As this was the first time that an honorary degree had ever been conferred upon a Negro by any university in New England, of course it occasioned a great deal of newspaper comment throughout the country. I think I shall not speak further of the occurrence, but will insert a few newspaper clippings that will tell the story perhaps better than I feel like doing it.
Mr. Thos. J. Calloway, who was present on this occasion, wrote as follows to the Colored American:
“First in the history of America a leading American university confers an honorary degree upon a colored man. Harvard has been always to the front in ideas of liberty, freedom and equality. When other colleges of the North are accepting the Negro as a tolerance, Harvard has been awarding him honors, as in the case of Clement G. Morgan of recent date. Her present action, therefore, in placing an honorary crown upon the worthy head of Mr. Washington is but a step further in her magnanimity in recognizing merit under whatever color of skin.

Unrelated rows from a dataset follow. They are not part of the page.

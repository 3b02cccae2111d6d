//! Domain model structs and DTOs.
//!
//! Each submodule contains:
//! - `FromRow` + `Serialize` structs matching database rows
//! - `Deserialize` DTOs for request bodies and repository inputs

pub mod checklist_instance;
pub mod checklist_model;
pub mod document;
pub mod notification;
pub mod remediation;
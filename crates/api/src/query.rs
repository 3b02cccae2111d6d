//! Query-string types shared by listing handlers.

use grua_core::pagination::{
    clamp_page, clamp_page_size, page_offset, DEFAULT_PAGE_SIZE, MAX_PAGE_SIZE,
};
use serde::Deserialize;

/// Page-number pagination (`?page=&pageSize=`), 1-based.
#[derive(Debug, Deserialize)]
#[serde(rename_all = "camelCase")]
pub struct PageParams {
    pub page: Option<i64>,
    pub page_size: Option<i64>,
}

impl PageParams {
    /// Clamped `(limit, offset)` for the repository layer.
    pub fn limit_offset(&self) -> (i64, i64) {
        let size = clamp_page_size(self.page_size, DEFAULT_PAGE_SIZE, MAX_PAGE_SIZE);
        let page = clamp_page(self.page);
        (size, page_offset(page, size))
    }
}
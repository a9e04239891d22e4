//! The service registry the installers operate on.
//!
//! Services are held type-erased as `Box<dyn Any>` so one registry can carry
//! heterogeneous application objects. Registering a service monomorphizes a
//! decorate hook for its concrete type; installation later drives that hook
//! without knowing the type. Wrapping replaces the stored object with its
//! decorated form, and a failed wrap hands the original back untouched.

use std::any::Any;

use crate::error::ProfilingError;
use crate::interceptor::Interceptor;

/// Implemented by service types that have a generated profiling decorator.
/// `decorate` consumes the service; on failure the original comes back in the
/// error so the registry can keep serving it undecorated.
pub trait Decorate: Any + Sized {
    type Decorated: Any;

    fn decorate(self, interceptor: Interceptor) -> Result<Self::Decorated, (Self, ProfilingError)>;
}

/// Type-erased wrapping hook, monomorphized per service type at registration.
/// Returns the original box on failure.
pub(crate) type DecorateFn =
    fn(Box<dyn Any>, Interceptor) -> Result<Box<dyn Any>, (Box<dyn Any>, ProfilingError)>;

pub(crate) struct ServiceEntry {
    pub(crate) name: String,
    pub(crate) type_name: &'static str,
    pub(crate) object: Box<dyn Any>,
    pub(crate) decorate: DecorateFn,
    pub(crate) decorated: bool,
}

/// Holds the application's services by name.
#[derive(Default)]
pub struct ServiceRegistry {
    pub(crate) entries: Vec<ServiceEntry>,
}

impl ServiceRegistry {
    #[must_use]
    pub fn new() -> Self {
        Self::default()
    }

    /// Registers a service under `name`. Later registrations with the same
    /// name coexist; lookup returns the first match.
    pub fn register<S: Decorate>(&mut self, name: impl Into<String>, service: S) {
        self.entries.push(ServiceEntry {
            name: name.into(),
            type_name: std::any::type_name::<S>(),
            object: Box::new(service),
            decorate: decorate_entry::<S>,
            decorated: false,
        });
    }

    /// Looks up the service registered under `name`, downcast to `T`. For a
    /// decorated entry `T` is the decorator type, not the original service.
    pub fn get<T: Any>(&self, name: &str) -> Option<&T> {
        self.entries
            .iter()
            .find(|entry| entry.name == name)
            .and_then(|entry| entry.object.downcast_ref::<T>())
    }

    /// Whether the named service currently carries a profiling decorator.
    pub fn is_decorated(&self, name: &str) -> bool {
        self.entries
            .iter()
            .find(|entry| entry.name == name)
            .is_some_and(|entry| entry.decorated)
    }

    #[must_use]
    pub fn len(&self) -> usize {
        self.entries.len()
    }

    #[must_use]
    pub fn is_empty(&self) -> bool {
        self.entries.is_empty()
    }
}

fn decorate_entry<S: Decorate>(
    object: Box<dyn Any>,
    interceptor: Interceptor,
) -> Result<Box<dyn Any>, (Box<dyn Any>, ProfilingError)> {
    let service = match object.downcast::<S>() {
        Ok(service) => *service,
        Err(object) => {
            return Err((
                object,
                ProfilingError::WrappingError(format!(
                    "registered object is not a {}",
                    std::any::type_name::<S>()
                )),
            ));
        }
    };
    match service.decorate(interceptor) {
        Ok(decorated) => Ok(Box::new(decorated)),
        Err((service, error)) => Err((Box::new(service), error)),
    }
}
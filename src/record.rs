//! The per-call record handed to the renderer.

use std::any::Any;
use std::fmt;

use crate::callsite::CallSite;
use crate::capture::CapturedValue;
use crate::marker::{EffectiveMarker, LogStyle};
use crate::method::Argument;
use crate::render::simple_type_name;

/// Abnormal termination of the wrapped call.
#[derive(Debug, Clone, PartialEq, Eq)]
pub struct Thrown {
    /// Fully-qualified error type name; the renderer prints the simple name.
    pub type_name: &'static str,
    pub message: Option<String>,
}

impl Thrown {
    pub fn from_error<E: fmt::Display>(error: &E) -> Self {
        Self {
            type_name: std::any::type_name::<E>(),
            message: Some(error.to_string()),
        }
    }

    /// Captures a panic payload. Panics carry a `&str` or `String` message in
    /// practice; anything else is recorded without one.
    pub(crate) fn from_panic(payload: &(dyn Any + Send)) -> Self {
        let message = payload
            .downcast_ref::<&str>()
            .map(|message| (*message).to_string())
            .or_else(|| payload.downcast_ref::<String>().cloned());
        Self {
            type_name: "panic",
            message,
        }
    }
}

impl fmt::Display for Thrown {
    fn fmt(&self, f: &mut fmt::Formatter) -> fmt::Result {
        write!(f, "{}", simple_type_name(self.type_name))?;
        if let Some(message) = &self.message {
            write!(f, ": {message}")?;
        }
        Ok(())
    }
}

/// Everything the renderer needs for one profiled invocation. Short-lived:
/// built after the wrapped call finishes, rendered, then dropped.
#[derive(Debug, Clone)]
pub struct ProfileRecord {
    /// `path::to::TargetType::method`.
    pub method_qualified: String,
    pub arguments: Vec<Argument>,
    /// Captured return value; absent when the call terminated abnormally.
    pub result: Option<CapturedValue>,
    /// Present iff the call terminated abnormally (the error is re-raised to
    /// the caller after logging).
    pub thrown: Option<Thrown>,
    /// Elapsed wall time from a monotonic clock; never negative.
    pub elapsed_nanos: u64,
    pub caller: CallSite,
    pub style: LogStyle,
    pub marker: EffectiveMarker,
}
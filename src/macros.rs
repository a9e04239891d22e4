/// Attaches a type-scope [`Marker`](crate::marker::Marker) to a service type
/// before `main` runs, with the following parameters:
/// * `$target`: The service type to mark
/// * `$marker`: A `Marker` expression (optional; defaults to `Marker::new()`)
#[macro_export]
macro_rules! profile_type {
    ($target:ident, $marker:expr) => {
        $crate::paste::paste! {
            $crate::ctor::declarative::ctor!{
                #[ctor]
                fn [<_attach_type_marker_ $target:snake>]() {
                    $crate::selector::markers()
                        .attach_type(::std::any::type_name::<$target>(), $marker);
                }
            }
        }
    };

    ($target:ident) => {
        $crate::profile_type!($target, $crate::marker::Marker::new());
    };
}
pub use profile_type;

/// Attaches a method-scope [`Marker`](crate::marker::Marker) to one method of
/// a service type before `main` runs. A method marker overrides the type
/// marker for that method only.
/// * `$target`: The service type
/// * `$method`: The method name
/// * `$marker`: A `Marker` expression (optional; defaults to `Marker::new()`)
#[macro_export]
macro_rules! profile_method {
    ($target:ident, $method:ident, $marker:expr) => {
        $crate::paste::paste! {
            $crate::ctor::declarative::ctor!{
                #[ctor]
                fn [<_attach_method_marker_ $target:snake _ $method:snake>]() {
                    $crate::selector::markers().attach_method(
                        ::std::any::type_name::<$target>(),
                        stringify!($method),
                        $marker,
                    );
                }
            }
        }
    };

    ($target:ident, $method:ident) => {
        $crate::profile_method!($target, $method, $crate::marker::Marker::new());
    };
}
pub use profile_method;

/// Implements [`Capture`](crate::capture::Capture) for types via their `Debug`
/// representation, honoring registered value formatters first.
#[macro_export]
macro_rules! impl_capture_debug {
    ($($ty:ty),+ $(,)?) => {
        $(
            impl $crate::capture::Capture for $ty {
                fn capture(&self) -> $crate::capture::CapturedValue {
                    $crate::capture::capture_debug(self)
                }
            }
        )+
    };
}
pub use impl_capture_debug;

/// Generates a profiling decorator for a service type.
///
/// The decorator holds the wrapped service and an
/// [`Interceptor`](crate::interceptor::Interceptor), implements the given API
/// trait by forwarding each listed method through the interceptor, and wires
/// the service type into the registry via
/// [`Decorate`](crate::registry::Decorate). Methods returning `Result` whose
/// `Err` should be recorded as abnormal termination are listed with a
/// `#[fallible]` attribute.
///
/// ```rust,ignore
/// profile_service! {
///     pub struct UserServiceDecorator wraps UserService as UserApi {
///         fn find_user(&self, id: i64) -> User;
///         #[fallible]
///         fn delete_user(&self, id: i64) -> Result<(), ServiceError>;
///     }
/// }
/// ```
#[macro_export]
macro_rules! profile_service {
    (
        $(#[$meta:meta])*
        $vis:vis struct $decorator:ident wraps $target:ident as $api:path {
            $($methods:tt)*
        }
    ) => {
        $(#[$meta])*
        $vis struct $decorator {
            inner: $target,
            interceptor: $crate::interceptor::Interceptor,
        }

        impl $decorator {
            $vis fn new(
                inner: $target,
                interceptor: $crate::interceptor::Interceptor,
            ) -> Self {
                Self {
                    inner,
                    interceptor: interceptor
                        .with_decorator_type(::std::any::type_name::<$decorator>()),
                }
            }
        }

        impl $crate::registry::Decorate for $target {
            type Decorated = $decorator;

            fn decorate(
                self,
                interceptor: $crate::interceptor::Interceptor,
            ) -> ::std::result::Result<$decorator, (Self, $crate::error::ProfilingError)> {
                ::std::result::Result::Ok($decorator::new(self, interceptor))
            }
        }

        impl $api for $decorator {
            $crate::profile_service!(@methods $target; $($methods)*);
        }
    };

    (@methods $target:ident;) => {};

    (@methods $target:ident;
        #[fallible]
        fn $method:ident(&self $(, $arg:ident : $ty:ty)* $(,)?) -> $ret:ty;
        $($rest:tt)*
    ) => {
        fn $method(&self $(, $arg: $ty)*) -> $ret {
            let call = $crate::method::MethodCall::new(
                ::std::any::type_name::<$target>(),
                stringify!($method),
            )
            $(.with_argument(
                stringify!($arg),
                ::std::any::type_name::<$ty>(),
                $crate::capture::Capture::capture(&$arg),
            ))*;
            let inner = &self.inner;
            self.interceptor.invoke_fallible(
                call,
                |value| $crate::capture::Capture::capture(value),
                move || inner.$method($($arg),*),
            )
        }

        $crate::profile_service!(@methods $target; $($rest)*);
    };

    (@methods $target:ident;
        fn $method:ident(&self $(, $arg:ident : $ty:ty)* $(,)?) -> $ret:ty;
        $($rest:tt)*
    ) => {
        fn $method(&self $(, $arg: $ty)*) -> $ret {
            let call = $crate::method::MethodCall::new(
                ::std::any::type_name::<$target>(),
                stringify!($method),
            )
            $(.with_argument(
                stringify!($arg),
                ::std::any::type_name::<$ty>(),
                $crate::capture::Capture::capture(&$arg),
            ))*;
            let inner = &self.inner;
            self.interceptor.invoke(
                call,
                |value| $crate::capture::Capture::capture(value),
                move || inner.$method($($arg),*),
            )
        }

        $crate::profile_service!(@methods $target; $($rest)*);
    };

    (@methods $target:ident;
        fn $method:ident(&self $(, $arg:ident : $ty:ty)* $(,)?);
        $($rest:tt)*
    ) => {
        fn $method(&self $(, $arg: $ty)*) {
            let call = $crate::method::MethodCall::new(
                ::std::any::type_name::<$target>(),
                stringify!($method),
            )
            $(.with_argument(
                stringify!($arg),
                ::std::any::type_name::<$ty>(),
                $crate::capture::Capture::capture(&$arg),
            ))*;
            let inner = &self.inner;
            self.interceptor.invoke(
                call,
                |value| $crate::capture::Capture::capture(value),
                move || inner.$method($($arg),*),
            )
        }

        $crate::profile_service!(@methods $target; $($rest)*);
    };
}
pub use profile_service;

“The mere announcement of this event is a great testimony to the standing of Mr. Washington, but to any black person who, as I did, saw and heard the enthusiasm and applause with which the audience cheered the announcement by President Eliot, the degree itself was insignificant. The Boston Lancers had conducted Gov. Wolcott to Cambridge, and 500 Harvard graduates had double filed the march to Sander’s Theatre. It was a great day. Latin orations, disquisitions, dissertations and essays in English were delivered by selected graduates, clad in stately and classic cap and gown. Bishops, generals, commodores, statesmen, authors, poets, explorers, millionaires and noted men of every calling, sat as earnest listeners. President Eliot had issued 500 diplomas by handing them to representatives of the graduates in bundles of twenty to twenty-five. Then came the awarding of honorary degrees. Thirteen were issued, Bishop Vincent and General Nelson A. Miles, commander of the United States Army, being among the recipients. When the name of Booker T. Washington was called, and he arose to acknowledge and accept, there was such an outburst of applause as greeted no other name except that of the popular soldier patriot, General Miles. The applause was not studied and stiff, sympathetic and condoling; it was enthusiasm and admiration. Every part of the audience from pit to gallery joined in, and a glow covered the cheeks of those around me, proving that sincere appreciation of the rising struggle of an ex-slave and the work he has accomplished for his race.
“But the event of the day was the Alumni Dinner, when speeches formed the most enjoyable bill of fare. Two hundred Harvard alumni and their invited guests partook of their annual dinner. Four or five speeches were made, among them one from Mr. Washington.
“At the close of the speaking, notwithstanding Senator Henry Cabot Lodge, Dr. Minot J. Savage and others had spoken, President Eliot warmly grasped Mr. Washington by the hand and told him that his was the best speech of the day.”
Anent the conferring of the degree and the toast, the papers were unusual in favorable comment. Says the Boston Post:
“In conferring the honorary degree of Master of Arts upon the principal of Tuskegee Institute, Harvard University has honored itself as well as the object of this distinction. The work which Prof. Booker T. Washington has accomplished for the education, good citizenship and popular enlightenment in his chosen field of labor in the South, entitles him to rank with our national benefactors. The university which can claim him on its list of sons, whether in regular course or honoris causa, may be proud.
“It has been mentioned that Mr. Washington is the first of his race to receive an honorary degree from a New England University. This, in itself, is a distinction. But the degree was not conferred because Mr. Washington is a colored man, or because he was born in slavery, but because he has shown, by his work for the elevation of the people of the Black Belt of the South, a genius and a broad humanity which count for greatness in any man, whether his skin be white or black.”
The Boston Globe said: “It is Harvard which, first among New England colleges, confers an honorary degree upon a black man. No one who has followed the history of Tuskegee and its work, can fail to admire the courage, persistence and splendid common sense of Booker T. Washington. Well may Harvard honor the ex-slave, the value of whose services, alike to his race and country, only the future can estimate.”